__What you should do__: Compute how many lines in the data below hold the word "CurrentConditions", then report that number with nothing else.

__Provided records__:
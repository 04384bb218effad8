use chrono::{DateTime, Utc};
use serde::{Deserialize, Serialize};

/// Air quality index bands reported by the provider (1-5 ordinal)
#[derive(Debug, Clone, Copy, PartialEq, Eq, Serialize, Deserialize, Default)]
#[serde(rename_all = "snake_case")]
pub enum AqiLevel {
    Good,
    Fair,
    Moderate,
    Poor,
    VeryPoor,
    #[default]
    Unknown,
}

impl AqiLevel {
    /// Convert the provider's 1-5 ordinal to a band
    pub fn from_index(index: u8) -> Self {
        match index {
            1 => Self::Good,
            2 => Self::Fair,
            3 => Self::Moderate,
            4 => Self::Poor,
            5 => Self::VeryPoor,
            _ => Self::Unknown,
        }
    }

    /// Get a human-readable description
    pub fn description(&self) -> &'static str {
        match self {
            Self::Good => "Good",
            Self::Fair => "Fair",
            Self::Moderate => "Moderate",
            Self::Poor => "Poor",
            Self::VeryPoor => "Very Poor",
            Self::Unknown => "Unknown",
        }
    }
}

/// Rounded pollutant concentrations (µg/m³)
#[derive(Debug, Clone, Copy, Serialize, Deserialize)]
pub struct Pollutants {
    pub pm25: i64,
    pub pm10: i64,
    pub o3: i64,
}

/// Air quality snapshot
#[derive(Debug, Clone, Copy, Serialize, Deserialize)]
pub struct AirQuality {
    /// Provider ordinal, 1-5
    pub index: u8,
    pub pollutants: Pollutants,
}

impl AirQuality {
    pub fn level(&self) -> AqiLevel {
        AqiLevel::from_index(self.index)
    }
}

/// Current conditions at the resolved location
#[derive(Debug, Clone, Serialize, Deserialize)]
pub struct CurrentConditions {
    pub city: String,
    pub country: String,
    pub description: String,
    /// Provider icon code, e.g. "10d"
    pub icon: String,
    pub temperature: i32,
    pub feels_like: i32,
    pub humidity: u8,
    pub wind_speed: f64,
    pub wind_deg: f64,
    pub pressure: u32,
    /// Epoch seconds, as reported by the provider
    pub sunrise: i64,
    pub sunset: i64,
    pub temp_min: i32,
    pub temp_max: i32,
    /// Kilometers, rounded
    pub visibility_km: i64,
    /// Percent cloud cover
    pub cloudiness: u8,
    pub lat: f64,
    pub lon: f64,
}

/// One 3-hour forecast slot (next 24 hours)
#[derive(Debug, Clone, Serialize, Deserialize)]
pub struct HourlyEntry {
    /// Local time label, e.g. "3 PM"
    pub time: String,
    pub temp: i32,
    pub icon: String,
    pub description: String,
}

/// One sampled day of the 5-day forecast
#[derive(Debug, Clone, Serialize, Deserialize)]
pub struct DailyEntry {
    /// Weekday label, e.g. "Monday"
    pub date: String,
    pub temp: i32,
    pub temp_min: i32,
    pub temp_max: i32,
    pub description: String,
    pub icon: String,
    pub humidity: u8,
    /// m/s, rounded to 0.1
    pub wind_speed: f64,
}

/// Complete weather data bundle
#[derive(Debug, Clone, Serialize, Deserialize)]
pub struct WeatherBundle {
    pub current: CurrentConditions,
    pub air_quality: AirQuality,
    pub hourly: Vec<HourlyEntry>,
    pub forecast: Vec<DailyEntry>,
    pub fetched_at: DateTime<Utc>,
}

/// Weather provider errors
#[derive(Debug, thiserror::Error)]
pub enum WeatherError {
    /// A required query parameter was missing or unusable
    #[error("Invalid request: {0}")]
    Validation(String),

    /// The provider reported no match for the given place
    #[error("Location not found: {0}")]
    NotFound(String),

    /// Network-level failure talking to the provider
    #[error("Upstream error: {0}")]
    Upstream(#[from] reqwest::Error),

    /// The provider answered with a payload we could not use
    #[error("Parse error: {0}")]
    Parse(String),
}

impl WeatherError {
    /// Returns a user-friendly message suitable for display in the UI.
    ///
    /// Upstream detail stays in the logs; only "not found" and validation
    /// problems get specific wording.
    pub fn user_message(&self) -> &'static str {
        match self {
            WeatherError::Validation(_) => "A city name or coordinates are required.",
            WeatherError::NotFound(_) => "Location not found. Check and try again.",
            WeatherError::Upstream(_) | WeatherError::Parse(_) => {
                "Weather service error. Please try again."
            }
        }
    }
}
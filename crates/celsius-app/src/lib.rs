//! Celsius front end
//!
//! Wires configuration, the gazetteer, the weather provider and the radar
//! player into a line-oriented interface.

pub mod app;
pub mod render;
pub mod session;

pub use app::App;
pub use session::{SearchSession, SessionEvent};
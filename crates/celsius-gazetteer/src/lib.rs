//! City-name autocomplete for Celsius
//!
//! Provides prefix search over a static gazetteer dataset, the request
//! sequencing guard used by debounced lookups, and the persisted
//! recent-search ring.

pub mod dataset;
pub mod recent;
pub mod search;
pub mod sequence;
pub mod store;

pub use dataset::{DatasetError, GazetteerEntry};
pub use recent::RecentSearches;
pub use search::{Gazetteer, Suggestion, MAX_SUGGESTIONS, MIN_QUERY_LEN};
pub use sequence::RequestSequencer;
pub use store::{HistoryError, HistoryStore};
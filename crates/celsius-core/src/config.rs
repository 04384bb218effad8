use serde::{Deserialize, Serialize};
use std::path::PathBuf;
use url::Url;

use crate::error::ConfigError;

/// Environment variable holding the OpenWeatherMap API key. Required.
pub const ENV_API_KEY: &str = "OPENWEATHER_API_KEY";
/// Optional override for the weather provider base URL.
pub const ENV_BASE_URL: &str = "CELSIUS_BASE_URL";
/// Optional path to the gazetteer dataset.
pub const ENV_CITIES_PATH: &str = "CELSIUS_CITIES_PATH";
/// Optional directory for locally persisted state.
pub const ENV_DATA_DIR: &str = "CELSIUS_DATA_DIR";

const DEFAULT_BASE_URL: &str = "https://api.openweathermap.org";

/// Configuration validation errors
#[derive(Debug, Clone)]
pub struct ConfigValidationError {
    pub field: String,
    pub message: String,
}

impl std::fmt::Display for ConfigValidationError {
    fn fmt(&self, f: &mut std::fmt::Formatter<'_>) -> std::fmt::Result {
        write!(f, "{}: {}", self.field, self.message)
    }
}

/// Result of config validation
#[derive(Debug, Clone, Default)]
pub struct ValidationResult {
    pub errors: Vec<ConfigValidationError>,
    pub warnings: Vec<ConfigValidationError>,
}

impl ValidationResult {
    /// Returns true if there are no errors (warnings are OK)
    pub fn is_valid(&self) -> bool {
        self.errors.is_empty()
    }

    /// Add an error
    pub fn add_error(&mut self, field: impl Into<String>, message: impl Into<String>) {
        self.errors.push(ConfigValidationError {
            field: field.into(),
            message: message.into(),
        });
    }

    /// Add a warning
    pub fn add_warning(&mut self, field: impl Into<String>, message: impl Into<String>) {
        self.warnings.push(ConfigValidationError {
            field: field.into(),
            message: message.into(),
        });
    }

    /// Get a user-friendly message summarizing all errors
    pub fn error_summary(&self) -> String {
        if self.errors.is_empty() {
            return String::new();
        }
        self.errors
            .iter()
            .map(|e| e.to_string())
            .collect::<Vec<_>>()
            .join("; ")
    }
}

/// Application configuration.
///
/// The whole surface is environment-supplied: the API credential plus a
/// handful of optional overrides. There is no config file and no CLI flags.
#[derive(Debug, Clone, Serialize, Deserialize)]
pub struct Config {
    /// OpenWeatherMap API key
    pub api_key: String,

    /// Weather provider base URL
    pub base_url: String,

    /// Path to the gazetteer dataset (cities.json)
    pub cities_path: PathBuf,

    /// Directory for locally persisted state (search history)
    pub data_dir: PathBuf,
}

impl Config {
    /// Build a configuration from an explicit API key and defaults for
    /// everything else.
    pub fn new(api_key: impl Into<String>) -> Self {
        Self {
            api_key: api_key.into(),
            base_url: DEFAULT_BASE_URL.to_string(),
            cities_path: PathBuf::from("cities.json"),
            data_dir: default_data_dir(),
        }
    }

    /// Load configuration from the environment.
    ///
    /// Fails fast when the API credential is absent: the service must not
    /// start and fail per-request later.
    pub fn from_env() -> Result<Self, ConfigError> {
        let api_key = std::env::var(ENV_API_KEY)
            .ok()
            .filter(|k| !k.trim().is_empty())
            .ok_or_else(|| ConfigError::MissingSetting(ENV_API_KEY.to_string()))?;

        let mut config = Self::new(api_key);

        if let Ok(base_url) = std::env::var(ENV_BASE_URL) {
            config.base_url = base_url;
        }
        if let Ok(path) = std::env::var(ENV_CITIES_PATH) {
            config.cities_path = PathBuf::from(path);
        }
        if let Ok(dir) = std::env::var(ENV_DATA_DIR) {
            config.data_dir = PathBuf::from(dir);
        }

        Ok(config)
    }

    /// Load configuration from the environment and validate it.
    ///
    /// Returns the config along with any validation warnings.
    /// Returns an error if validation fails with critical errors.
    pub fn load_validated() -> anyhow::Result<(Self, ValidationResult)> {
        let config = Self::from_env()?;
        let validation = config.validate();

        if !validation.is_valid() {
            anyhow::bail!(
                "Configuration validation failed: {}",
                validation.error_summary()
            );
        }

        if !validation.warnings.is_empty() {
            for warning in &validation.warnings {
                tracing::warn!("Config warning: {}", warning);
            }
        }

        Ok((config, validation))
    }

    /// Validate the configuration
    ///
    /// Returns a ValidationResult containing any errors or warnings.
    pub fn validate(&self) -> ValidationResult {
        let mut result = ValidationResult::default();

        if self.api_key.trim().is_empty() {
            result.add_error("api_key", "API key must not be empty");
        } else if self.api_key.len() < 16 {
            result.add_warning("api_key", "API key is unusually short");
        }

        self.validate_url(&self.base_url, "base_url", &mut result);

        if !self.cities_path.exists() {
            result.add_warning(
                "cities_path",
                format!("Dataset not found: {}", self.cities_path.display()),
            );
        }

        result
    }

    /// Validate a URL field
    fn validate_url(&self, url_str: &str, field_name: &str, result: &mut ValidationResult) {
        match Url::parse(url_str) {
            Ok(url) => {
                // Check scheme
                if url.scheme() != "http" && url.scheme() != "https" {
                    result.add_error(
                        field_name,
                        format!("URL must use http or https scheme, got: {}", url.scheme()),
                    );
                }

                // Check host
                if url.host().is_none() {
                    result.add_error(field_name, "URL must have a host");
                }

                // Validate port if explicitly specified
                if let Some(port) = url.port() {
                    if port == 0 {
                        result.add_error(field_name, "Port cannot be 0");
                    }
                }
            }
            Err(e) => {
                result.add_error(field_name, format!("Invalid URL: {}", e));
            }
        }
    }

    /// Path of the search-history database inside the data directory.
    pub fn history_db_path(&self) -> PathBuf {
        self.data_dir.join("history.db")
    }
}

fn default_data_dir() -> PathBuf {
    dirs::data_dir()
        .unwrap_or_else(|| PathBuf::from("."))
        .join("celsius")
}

__Output below__: 2